ABOUT THIS EXERCISE ▸
An exact reproduction of all entries is required.

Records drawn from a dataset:

☆ ☆ ☆ ☆ ☆

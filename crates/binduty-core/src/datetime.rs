use anyhow::{
  Context,
  anyhow
};
use chrono::{
  DateTime,
  Datelike,
  Local,
  NaiveDate,
  Utc,
  Weekday
};
use chrono_tz::Tz;
use regex::Regex;

use crate::calendar::{
  add_days,
  add_months,
  month_start
};

/// Zone used to decide which calendar
/// day "today" is. `None` means the
/// machine's local zone.
#[tracing::instrument]
pub fn resolve_timezone(
  configured: Option<&str>
) -> Option<Tz> {
  configured.and_then(|raw| {
    parse_timezone(raw, "settings")
  })
}

/// Calendar day of `now` in `tz`, or in
/// the local zone when none is set.
#[must_use]
pub fn today_in(
  tz: Option<&Tz>,
  now: DateTime<Utc>
) -> NaiveDate {
  match tz {
    | Some(tz) => {
      now.with_timezone(tz).date_naive()
    }
    | None => {
      now.with_timezone(&Local).date_naive()
    }
  }
}

pub fn parse_timezone(
  raw: &str,
  source: &str
) -> Option<Tz> {
  let trimmed = raw.trim();
  if trimmed.is_empty() {
    tracing::warn!(
      source,
      "timezone source was empty"
    );
    return None;
  }

  match trimmed.parse::<Tz>() {
    | Ok(tz) => {
      tracing::info!(
        source,
        timezone = %trimmed,
        "configured timezone"
      );
      Some(tz)
    }
    | Err(err) => {
      tracing::error!(
        source,
        timezone = %trimmed,
        error = %err,
        "failed to parse timezone id"
      );
      None
    }
  }
}

/// Resolves a user supplied day relative
/// to `today`.
#[tracing::instrument(skip(today), fields(input = input))]
pub fn parse_date_expr(
  input: &str,
  today: NaiveDate
) -> anyhow::Result<NaiveDate> {
  let token = input.trim();
  let lower =
    token.to_ascii_lowercase();

  match lower.as_str() {
    | "today" | "now" => {
      return Ok(today);
    }
    | "tomorrow" => {
      return Ok(add_days(today, 1));
    }
    | "yesterday" => {
      return Ok(add_days(today, -1));
    }
    | _ => {}
  }

  if let Some(target) =
    parse_weekday_name(&lower)
  {
    return Ok(next_weekday_date(
      today, target
    ));
  }

  if let Some(date) =
    parse_relative(token, today)?
  {
    return Ok(date);
  }

  if let Ok(date) =
    NaiveDate::parse_from_str(
      token, "%Y-%m-%d"
    )
  {
    return Ok(date);
  }

  if let Some(first) =
    parse_year_month(token)
  {
    return Ok(first);
  }

  Err(anyhow!(
    "unrecognized date expression: \
     {input}"
  ))
  .with_context(|| {
    "supported formats: \
     today/tomorrow/yesterday, weekday \
     names (e.g. wednesday), \
     +Nd/+Nw/+Nm, YYYY-MM-DD, YYYY-MM"
  })
}

/// First day of the month a user
/// expression points into.
pub fn parse_month_expr(
  input: &str,
  today: NaiveDate
) -> anyhow::Result<NaiveDate> {
  if let Some(first) =
    parse_year_month(input.trim())
  {
    return Ok(first);
  }

  parse_date_expr(input, today)
    .map(month_start)
    .context("failed to parse month")
}

fn parse_year_month(
  token: &str
) -> Option<NaiveDate> {
  let (year, month) =
    token.split_once('-')?;
  if year.len() != 4 || month.len() != 2
  {
    return None;
  }
  NaiveDate::from_ymd_opt(
    year.parse().ok()?,
    month.parse().ok()?,
    1
  )
}

fn parse_relative(
  token: &str,
  today: NaiveDate
) -> anyhow::Result<Option<NaiveDate>> {
  let rel_re = Regex::new(r"^(?P<sign>[+-])(?P<num>\d+)(?P<unit>[dwm])$")
        .map_err(|e| anyhow!("internal regex compile failure: {e}"))?;

  let Some(caps) = rel_re.captures(token)
  else {
    return Ok(None);
  };

  let negative = caps
    .name("sign")
    .is_some_and(|m| m.as_str() == "-");
  let num: i32 = caps
    .name("num")
    .map(|m| m.as_str())
    .ok_or_else(|| {
      anyhow!("missing relative amount")
    })?
    .parse()
    .context("invalid relative number")?;
  let num = if negative { -num } else { num };

  let unit = caps
    .name("unit")
    .map(|m| m.as_str())
    .ok_or_else(|| {
      anyhow!("missing relative unit")
    })?;

  let date = match unit {
    | "d" => add_days(today, i64::from(num)),
    | "w" => {
      add_days(today, i64::from(num) * 7)
    }
    | "m" => add_months(today, num),
    | _ => {
      return Err(anyhow!(
        "unknown relative unit: {unit}"
      ))
    }
  };
  Ok(Some(date))
}

pub fn parse_weekday_name(
  token: &str
) -> Option<Weekday> {
  match token.trim().to_ascii_lowercase().as_str() {
    | "monday" | "mon" => {
      Some(Weekday::Mon)
    }
    | "tuesday" | "tue" | "tues" => {
      Some(Weekday::Tue)
    }
    | "wednesday" | "wed" => {
      Some(Weekday::Wed)
    }
    | "thursday" | "thu" | "thur"
    | "thurs" => Some(Weekday::Thu),
    | "friday" | "fri" => {
      Some(Weekday::Fri)
    }
    | "saturday" | "sat" => {
      Some(Weekday::Sat)
    }
    | "sunday" | "sun" => {
      Some(Weekday::Sun)
    }
    | _ => None
  }
}

/// Next `target` strictly after `from`.
fn next_weekday_date(
  from: NaiveDate,
  target: Weekday
) -> NaiveDate {
  let from_idx = from
    .weekday()
    .num_days_from_monday()
    as i64;
  let target_idx = target
    .num_days_from_monday()
    as i64;
  let mut delta =
    (7 + target_idx - from_idx) % 7;
  if delta == 0 {
    delta = 7;
  }
  add_days(from, delta)
}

☆ ☆ ☆ ☆ ☆

RESPONSE TO THIS TASK ▸
filename crates/binduty-core/src/datetime.rs
use anyhow::{
  Context,
  anyhow
};
use chrono::{
  DateTime,
  Datelike,
  Local,
  NaiveDate,
  Utc,
  Weekday
};
use chrono_tz::Tz;
use regex::Regex;

use crate::calendar::{
  add_days,
  add_months,
  month_start
};

/// Zone used to decide which calendar
/// day "today" is. `None` means the
/// machine's local zone.
#[tracing::instrument]
pub fn resolve_timezone(
  configured: Option<&str>
) -> Option<Tz> {
  configured.and_then(|raw| {
    parse_timezone(raw, "settings")
  })
}

/// Calendar day of `now` in `tz`, or in
/// the local zone when none is set.
#[must_use]
pub fn today_in(
  tz: Option<&Tz>,
  now: DateTime<Utc>
) -> NaiveDate {
  match tz {
    | Some(tz) => {
      now.with_timezone(tz).date_naive()
    }
    | None => {
      now.with_timezone(&Local).date_naive()
    }
  }
}

pub fn parse_timezone(
  raw: &str,
  source: &str
) -> Option<Tz> {
  let trimmed = raw.trim();
  if trimmed.is_empty() {
    tracing::warn!(
      source,
      "timezone source was empty"
    );
    return None;
  }

  match trimmed.parse::<Tz>() {
    | Ok(tz) => {
      tracing::info!(
        source,
        timezone = %trimmed,
        "configured timezone"
      );
      Some(tz)
    }
    | Err(err) => {
      tracing::error!(
        source,
        timezone = %trimmed,
        error = %err,
        "failed to parse timezone id"
      );
      None
    }
  }
}

/// Resolves a user supplied day relative
/// to `today`.
#[tracing::instrument(skip(today), fields(input = input))]
pub fn parse_date_expr(
  input: &str,
  today: NaiveDate
) -> anyhow::Result<NaiveDate> {
  let token = input.trim();
  let lower =
    token.to_ascii_lowercase();

  match lower.as_str() {
    | "today" | "now" => {
      return Ok(today);
    }
    | "tomorrow" => {
      return Ok(add_days(today, 1));
    }
    | "yesterday" => {
      return Ok(add_days(today, -1));
    }
    | _ => {}
  }

  if let Some(target) =
    parse_weekday_name(&lower)
  {
    return Ok(next_weekday_date(
      today, target
    ));
  }

  if let Some(date) =
    parse_relative(token, today)?
  {
    return Ok(date);
  }

  if let Ok(date) =
    NaiveDate::parse_from_str(
      token, "%Y-%m-%d"
    )
  {
    return Ok(date);
  }

  if let Some(first) =
    parse_year_month(token)
  {
    return Ok(first);
  }

  Err(anyhow!(
    "unrecognized date expression: \
     {input}"
  ))
  .with_context(|| {
    "supported formats: \
     today/tomorrow/yesterday, weekday \
     names (e.g. wednesday), \
     +Nd/+Nw/+Nm, YYYY-MM-DD, YYYY-MM"
  })
}

/// First day of the month a user
/// expression points into.
pub fn parse_month_expr(
  input: &str,
  today: NaiveDate
) -> anyhow::Result<NaiveDate> {
  if let Some(first) =
    parse_year_month(input.trim())
  {
    return Ok(first);
  }

  parse_date_expr(input, today)
    .map(month_start)
    .context("failed to parse month")
}

fn parse_year_month(
  token: &str
) -> Option<NaiveDate> {
  let (year, month) =
    token.split_once('-')?;
  if year.len() != 4 || month.len() != 2
  {
    return None;
  }
  NaiveDate::from_ymd_opt(
    year.parse().ok()?,
    month.parse().ok()?,
    1
  )
}

fn parse_relative(
  token: &str,
  today: NaiveDate
) -> anyhow::Result<Option<NaiveDate>> {
  let rel_re = Regex::new(r"^(?P<sign>[+-])(?P<num>\d+)(?P<unit>[dwm])$")
        .map_err(|e| anyhow!("internal regex compile failure: {e}"))?;

  let Some(caps) = rel_re.captures(token)
  else {
    return Ok(None);
  };

  let negative = caps
    .name("sign")
    .is_some_and(|m| m.as_str() == "-");
  let num: i32 = caps
    .name("num")
    .map(|m| m.as_str())
    .ok_or_else(|| {
      anyhow!("missing relative amount")
    })?
    .parse()
    .context("invalid relative number")?;
  let num = if negative { -num } else { num };

  let unit = caps
    .name("unit")
    .map(|m| m.as_str())
    .ok_or_else(|| {
      anyhow!("missing relative unit")
    })?;

  let date = match unit {
    | "d" => add_days(today, i64::from(num)),
    | "w" => {
      add_days(today, i64::from(num) * 7)
    }
    | "m" => add_months(today, num),
    | _ => {
      return Err(anyhow!(
        "unknown relative unit: {unit}"
      ))
    }
  };
  Ok(Some(date))
}

pub fn parse_weekday_name(
  token: &str
) -> Option<Weekday> {
  match token.trim().to_ascii_lowercase().as_str() {
    | "monday" | "mon" => {
      Some(Weekday::Mon)
    }
    | "tuesday" | "tue" | "tues" => {
      Some(Weekday::Tue)
    }
    | "wednesday" | "wed" => {
      Some(Weekday::Wed)
    }
    | "thursday" | "thu" | "thur"
    | "thurs" => Some(Weekday::Thu),
    | "friday" | "fri" => {
      Some(Weekday::Fri)
    }
    | "saturday" | "sat" => {
      Some(Weekday::Sat)
    }
    | "sunday" | "sun" => {
      Some(Weekday::Sun)
    }
    | _ => None
  }
}

/// Next `target` strictly after `from`.
fn next_weekday_date(
  from: NaiveDate,
  target: Weekday
) -> NaiveDate {
  let from_idx = from
    .weekday()
    .num_days_from_monday()
    as i64;
  let target_idx = target
    .num_days_from_monday()
    as i64;
  let mut delta =
    (7 + target_idx - from_idx) % 7;
  if delta == 0 {
    delta = 7;
  }
  add_days(from, delta)
}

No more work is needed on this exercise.